Добавить в цитаты Настройки чтения

Страница 3 из 14

— А теперь мальчики! — восторженно, будто ребенок, дорвавшийся до сладостей, воскликнул тот, тут же направившись к правой чаше.

Здесь он, не долго раздумывая, ухватил сверток из самого центра, и быстро развернул, но вдруг замер с распахнутым ртом, вглядываясь в написанное.

— Вот это да. Итак, второй трибут Седьмого дистрикта… Максвелл Лайтвуд!

Над площадью повисла тишина. Краем глаза Алек заметил, как резко побледнела и начала медленно сползать на пол мать, а отец, с широко распахнутыми то ли от удивления, то ли от ужаса глазами, едва успел подхватить ее.

— Есть доброволец! — раздался громкий уверенный голос.
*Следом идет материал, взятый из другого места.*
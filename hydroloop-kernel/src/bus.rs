/**
 * COMMAND BUS - Point de passage unique des commandes vers les actionneurs
 *
 * RÔLE :
 * Toute commande de contrôleur passe ici : vérification d'appartenance
 * node → zone, validation, tracking, publication HTTP derrière le circuit
 * breaker, audit systématique.
 *
 * FONCTIONNEMENT (publish_controller_command) :
 * 1. node_zone(node) == zone sinon refus + événement + alerte (fail-closed)
 * 2. CommandValidator                     → COMMAND_VALIDATION_FAILED
 * 3. CommandTracker.track_command         → sans cmd_id si le tracker est indisponible
 * 4. POST gateway via CircuitBreaker      → BreakerOpen / Transport / HttpStatus
 * 5. CommandAudit (toujours, quel que soit le résultat)
 * 6. Échec de publication + cmd_id        → SEND_FAILED immédiat
 *
 * BOUCLE FERMÉE :
 * Attend un statut terminal dans le tracker. Seul DONE confirme l'effet ;
 * tout le reste est une non-confirmation distincte et alertée.
 */

use crate::audit::CommandAudit;
use crate::circuit_breaker::{BreakerError, CircuitBreaker};
use crate::config::{ClosedLoopConf, KernelConfig};
use crate::error::DeliveryError;
use crate::events::{self, alerts};
use crate::models::{Command, CommandStatus, DecisionContext};
use crate::ports::{AlertSink, Store};
use crate::rollback::CommandRollback;
use crate::tracker::CommandTracker;
use crate::transport::{CommandTransport, PublishRequest};
use crate::validator::CommandValidator;
use serde::Serialize;
use serde_json::json;
use std::sync::Arc;
use std::time::Duration;
use tokio::time::Instant;

#[derive(Debug, Clone)]
pub struct BusSettings {
    pub greenhouse_uid: String,
    pub source: String,
    pub closed_loop: ClosedLoopConf,
}

impl BusSettings {
    pub fn from_config(cfg: &KernelConfig) -> Self {
        Self {
            greenhouse_uid: cfg.greenhouse_uid.clone(),
            source: cfg.gateway.source.clone(),
            closed_loop: cfg.closed_loop.clone(),
        }
    }
}

/// Accepted publication.
#[derive(Debug, Clone, PartialEq, Serialize)]
pub struct PublishReceipt {
    /// `None` when the tracker was unavailable.
    pub cmd_id: Option<String>,
    pub gateway_command_id: String,
}

/// Final status seen by the closed loop.
#[derive(Debug, Clone, Copy, PartialEq, Eq, Serialize)]
#[serde(rename_all = "SCREAMING_SNAKE_CASE")]
pub enum ClosedLoopStatus {
    Done,
    Error,
    Invalid,
    Busy,
    NoEffect,
    Timeout,
    SendFailed,
    TrackerUnavailable,
}

impl ClosedLoopStatus {
    pub fn as_str(&self) -> &'static str {
        match self {
            ClosedLoopStatus::Done => "DONE",
            ClosedLoopStatus::Error => "ERROR",
            ClosedLoopStatus::Invalid => "INVALID",
            ClosedLoopStatus::Busy => "BUSY",
            ClosedLoopStatus::NoEffect => "NO_EFFECT",
            ClosedLoopStatus::Timeout => "TIMEOUT",
            ClosedLoopStatus::SendFailed => "SEND_FAILED",
            ClosedLoopStatus::TrackerUnavailable => "TRACKER_UNAVAILABLE",
        }
    }
}

impl From<CommandStatus> for ClosedLoopStatus {
    fn from(status: CommandStatus) -> Self {
        match status {
            CommandStatus::Done => ClosedLoopStatus::Done,
            CommandStatus::Error => ClosedLoopStatus::Error,
            CommandStatus::Invalid => ClosedLoopStatus::Invalid,
            CommandStatus::Busy => ClosedLoopStatus::Busy,
            CommandStatus::NoEffect => ClosedLoopStatus::NoEffect,
            CommandStatus::SendFailed => ClosedLoopStatus::SendFailed,
            CommandStatus::Timeout | CommandStatus::Pending | CommandStatus::Ack => ClosedLoopStatus::Timeout,
        }
    }
}

#[derive(Debug, Clone, PartialEq, Serialize)]
pub struct ClosedLoopOutcome {
    pub command_submitted: bool,
    pub command_effect_confirmed: bool,
    pub cmd_id: Option<String>,
    pub terminal_status: ClosedLoopStatus,
    pub error_code: Option<String>,
    pub error: Option<String>,
}

impl ClosedLoopOutcome {
    fn refused(status: ClosedLoopStatus, err: &DeliveryError) -> Self {
        Self {
            command_submitted: false,
            command_effect_confirmed: false,
            cmd_id: None,
            terminal_status: status,
            error_code: Some(err.code().to_string()),
            error: Some(err.to_string()),
        }
    }
}

pub struct CommandBus {
    settings: BusSettings,
    store: Arc<dyn Store>,
    alerts: Arc<dyn AlertSink>,
    transport: Arc<dyn CommandTransport>,
    validator: CommandValidator,
    tracker: CommandTracker,
    audit: CommandAudit,
    breaker: Option<Arc<CircuitBreaker>>,
}

impl CommandBus {
    pub fn new(
        settings: BusSettings,
        store: Arc<dyn Store>,
        alerts: Arc<dyn AlertSink>,
        transport: Arc<dyn CommandTransport>,
        tracker: CommandTracker,
        validator: CommandValidator,
    ) -> Self {
        let audit = CommandAudit::new(store.clone(), alerts.clone());
        Self {
            settings,
            store,
            alerts,
            transport,
            validator,
            tracker,
            audit,
            breaker: None,
        }
    }

    pub fn with_breaker(mut self, breaker: Arc<CircuitBreaker>) -> Self {
        self.breaker = Some(breaker);
        self
    }

    pub fn tracker(&self) -> &CommandTracker {
        &self.tracker
    }

    pub fn breaker(&self) -> Option<&Arc<CircuitBreaker>> {
        self.breaker.as_ref()
    }

    pub fn store(&self) -> &dyn Store {
        self.store.as_ref()
    }

    pub fn settings(&self) -> &BusSettings {
        &self.settings
    }

    async fn verify_ownership(&self, zone_id: i64, command: &Command) -> Result<(), DeliveryError> {
        let assigned = match self.store.node_zone(&command.node_uid).await {
            Ok(assigned) => assigned,
            Err(e) => {
                let details = json!({
                    "node_uid": command.node_uid,
                    "zone_id": zone_id,
                    "cmd": command.cmd(),
                    "reason": "node_lookup_failed",
                    "error": e.to_string(),
                });
                tracing::error!(zone_id, node_uid = %command.node_uid, error = %e, "node lookup failed, command refused");
                events::emit(self.store.as_ref(), zone_id, events::COMMAND_ZONE_NODE_MISMATCH, details.clone()).await;
                events::raise(self.alerts.as_ref(), Some(zone_id), alerts::NODE_LOOKUP_FAILED, details).await;
                return Err(DeliveryError::NodeLookup(e.to_string()));
            }
        };

        if assigned == Some(zone_id) {
            return Ok(());
        }

        let details = json!({
            "node_uid": command.node_uid,
            "zone_id": zone_id,
            "assigned_zone_id": assigned,
            "cmd": command.cmd(),
        });
        tracing::error!(zone_id, node_uid = %command.node_uid, ?assigned, "node does not belong to zone, command refused");
        events::emit(self.store.as_ref(), zone_id, events::COMMAND_ZONE_NODE_MISMATCH, details.clone()).await;
        events::raise(self.alerts.as_ref(), Some(zone_id), alerts::COMMAND_ZONE_NODE_MISMATCH, details).await;
        Err(DeliveryError::ZoneNodeMismatch {
            node_uid: command.node_uid.clone(),
            zone_id,
            assigned_zone: assigned,
        })
    }

    async fn send(&self, request: &PublishRequest) -> Result<crate::transport::PublishAck, DeliveryError> {
        match &self.breaker {
            Some(breaker) => breaker
                .call(|| self.transport.publish(request))
                .await
                .map_err(|e| match e {
                    BreakerError::Open { name } => DeliveryError::BreakerOpen { name },
                    BreakerError::Inner(inner) => inner,
                }),
            None => self.transport.publish(request).await,
        }
    }

    pub async fn publish_controller_command(
        &self,
        zone_id: i64,
        command: &Command,
        context: &DecisionContext,
    ) -> Result<PublishReceipt, DeliveryError> {
        self.verify_ownership(zone_id, command).await?;

        if let Err(e) = self.validator.validate(command) {
            let details = json!({
                "cmd": command.cmd(),
                "node_uid": command.node_uid,
                "channel": command.channel,
                "field": e.field,
                "error": e.message,
            });
            tracing::warn!(zone_id, cmd = command.cmd(), error = %e, "command validation failed");
            events::emit(self.store.as_ref(), zone_id, events::COMMAND_VALIDATION_FAILED, details.clone()).await;
            events::raise(self.alerts.as_ref(), Some(zone_id), alerts::COMMAND_VALIDATION_FAILED, details).await;
            return Err(e.into());
        }

        let cmd_id = match self.tracker.track_command(zone_id, command, context).await {
            Ok(id) => Some(id),
            Err(e) => {
                tracing::warn!(zone_id, cmd = command.cmd(), error = %e, "tracker unavailable, publishing untracked");
                events::raise(
                    self.alerts.as_ref(),
                    Some(zone_id),
                    alerts::TRACKER_UNAVAILABLE,
                    json!({"cmd": command.cmd(), "node_uid": command.node_uid, "error": e.to_string()}),
                )
                .await;
                None
            }
        };

        let request = PublishRequest {
            cmd: command.cmd().to_string(),
            greenhouse_uid: self.settings.greenhouse_uid.clone(),
            zone_id,
            node_uid: command.node_uid.clone(),
            channel: command.channel.clone(),
            source: self.settings.source.clone(),
            params: command.action.params_json(),
            cmd_id: cmd_id.clone(),
            trace_id: Some(context.trace_id.clone().unwrap_or_else(|| uuid::Uuid::new_v4().to_string())),
        };

        let result = self.send(&request).await;
        self.audit.audit_command(zone_id, command, context).await;

        match result {
            Ok(ack) => {
                tracing::info!(
                    zone_id,
                    cmd = command.cmd(),
                    node_uid = %command.node_uid,
                    channel = %command.channel,
                    cmd_id = ?cmd_id,
                    "command published"
                );
                Ok(PublishReceipt { cmd_id, gateway_command_id: ack.command_id })
            }
            Err(e) => {
                if let Some(id) = cmd_id.as_deref() {
                    self.tracker.mark_send_failed(id, e.to_string()).await;
                }
                tracing::warn!(zone_id, cmd = command.cmd(), code = e.code(), error = %e, "command publish failed");
                events::raise(
                    self.alerts.as_ref(),
                    Some(zone_id),
                    alerts::COMMAND_PUBLISH_FAILED,
                    json!({
                        "cmd": command.cmd(),
                        "node_uid": command.node_uid,
                        "cmd_id": cmd_id,
                        "error_code": e.code(),
                        "error": e.to_string(),
                    }),
                )
                .await;
                Err(e)
            }
        }
    }

    /// Publishes then waits for the device-reported terminal status.
    ///
    /// `timeout` defaults to the configured closed-loop timeout plus the pump
    /// run time carried by the command. Only a breaker-open error is returned
    /// as `Err`; every other failure is a non-confirmed outcome.
    pub async fn publish_controller_command_closed_loop(
        &self,
        zone_id: i64,
        command: &Command,
        context: &DecisionContext,
        timeout: Option<Duration>,
    ) -> Result<ClosedLoopOutcome, DeliveryError> {
        let outcome = match self.publish_controller_command(zone_id, command, context).await {
            Err(e) if e.is_breaker_open() => return Err(e),
            Err(e @ DeliveryError::Validation(_)) => ClosedLoopOutcome::refused(ClosedLoopStatus::Invalid, &e),
            Err(e) => ClosedLoopOutcome::refused(ClosedLoopStatus::SendFailed, &e),
            Ok(PublishReceipt { cmd_id: None, .. }) => ClosedLoopOutcome {
                command_submitted: true,
                command_effect_confirmed: false,
                cmd_id: None,
                terminal_status: ClosedLoopStatus::TrackerUnavailable,
                error_code: Some("tracker_unavailable".into()),
                error: Some("command published without tracking id".into()),
            },
            Ok(PublishReceipt { cmd_id: Some(cmd_id), .. }) => {
                let timeout = timeout.unwrap_or_else(|| self.default_closed_loop_timeout(command));
                let status = self.wait_terminal(&cmd_id, timeout).await;
                let terminal_status = ClosedLoopStatus::from(status);
                let confirmed = terminal_status == ClosedLoopStatus::Done;
                ClosedLoopOutcome {
                    command_submitted: true,
                    command_effect_confirmed: confirmed,
                    cmd_id: Some(cmd_id),
                    terminal_status,
                    error_code: (!confirmed).then(|| terminal_status.as_str().to_ascii_lowercase()),
                    error: None,
                }
            }
        };

        if !outcome.command_effect_confirmed {
            self.report_not_confirmed(zone_id, command, &outcome).await;
        }
        Ok(outcome)
    }

    fn default_closed_loop_timeout(&self, command: &Command) -> Duration {
        let run = command
            .action
            .duration_ms()
            .and_then(|ms| u64::try_from(ms).ok())
            .map(Duration::from_millis)
            .unwrap_or_default();
        self.settings.closed_loop.timeout() + run
    }

    async fn wait_terminal(&self, cmd_id: &str, timeout: Duration) -> CommandStatus {
        let deadline = Instant::now() + timeout;
        let poll = self.settings.closed_loop.poll_interval();
        loop {
            if let Some(status) = self.tracker.get_status(cmd_id).await {
                if status.is_terminal() {
                    return status;
                }
            }
            let now = Instant::now();
            if now >= deadline {
                return CommandStatus::Timeout;
            }
            tokio::time::sleep(poll.min(deadline - now)).await;
        }
    }

    async fn report_not_confirmed(&self, zone_id: i64, command: &Command, outcome: &ClosedLoopOutcome) {
        tracing::warn!(
            zone_id,
            cmd = command.cmd(),
            node_uid = %command.node_uid,
            status = outcome.terminal_status.as_str(),
            "command effect not confirmed"
        );
        events::raise(
            self.alerts.as_ref(),
            Some(zone_id),
            alerts::COMMAND_EFFECT_NOT_CONFIRMED,
            json!({
                "cmd": command.cmd(),
                "node_uid": command.node_uid,
                "channel": command.channel,
                "cmd_id": outcome.cmd_id,
                "status": outcome.terminal_status,
                "error": outcome.error,
            }),
        )
        .await;

        if outcome.terminal_status == ClosedLoopStatus::Timeout && self.settings.closed_loop.rollback_on_timeout {
            CommandRollback::execute(self, zone_id, command, outcome.cmd_id.as_deref(), "timeout").await;
        }
    }
}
Лишь когда лица всех, буквально всех на площади обратились к нему, а его собственное лицо вдруг появилось на экранах, Алек понял, что это сказал он.

***

Капитолий сверкал, блестел и горел всеми цветами радуги. На столицу давно опустилась ночь, но то тут то там то и дело раздавался грохот очередного фейерверка, а толпы, буквально толпы людей высыпали на улицы.

Алек отстраненно наблюдал за этой вакханалией с балкона. Последние несколько дней слились в калейдоскоп ярких, будто пятна масляной краски, событий, и сейчас, в редкую минутку покоя, у него наконец-то появилась возможность собраться с мыслями.

Он плохо помнил конец Жатвы. Объявление Флором — как оказалось, именно так звали их сопровождающего — его и Люси трибутами, гомон толпы, а потом Алек очнулся уже в одиночестве в пустой комнате, предназначенной для свиданий перед отправкой трибутов. Не успел он осмотреться, внутрь влетел Макс, который тут же повис у него на шее, сбивчиво что-то тараторя, прося прощения и то и дело хлюпая носом, в попытке скрыть слезы, уже затопившие глаза. Следом, мягко ступая по пышному ковру, вошла Изабель, практически бесшумно прикрыв за собой дверь.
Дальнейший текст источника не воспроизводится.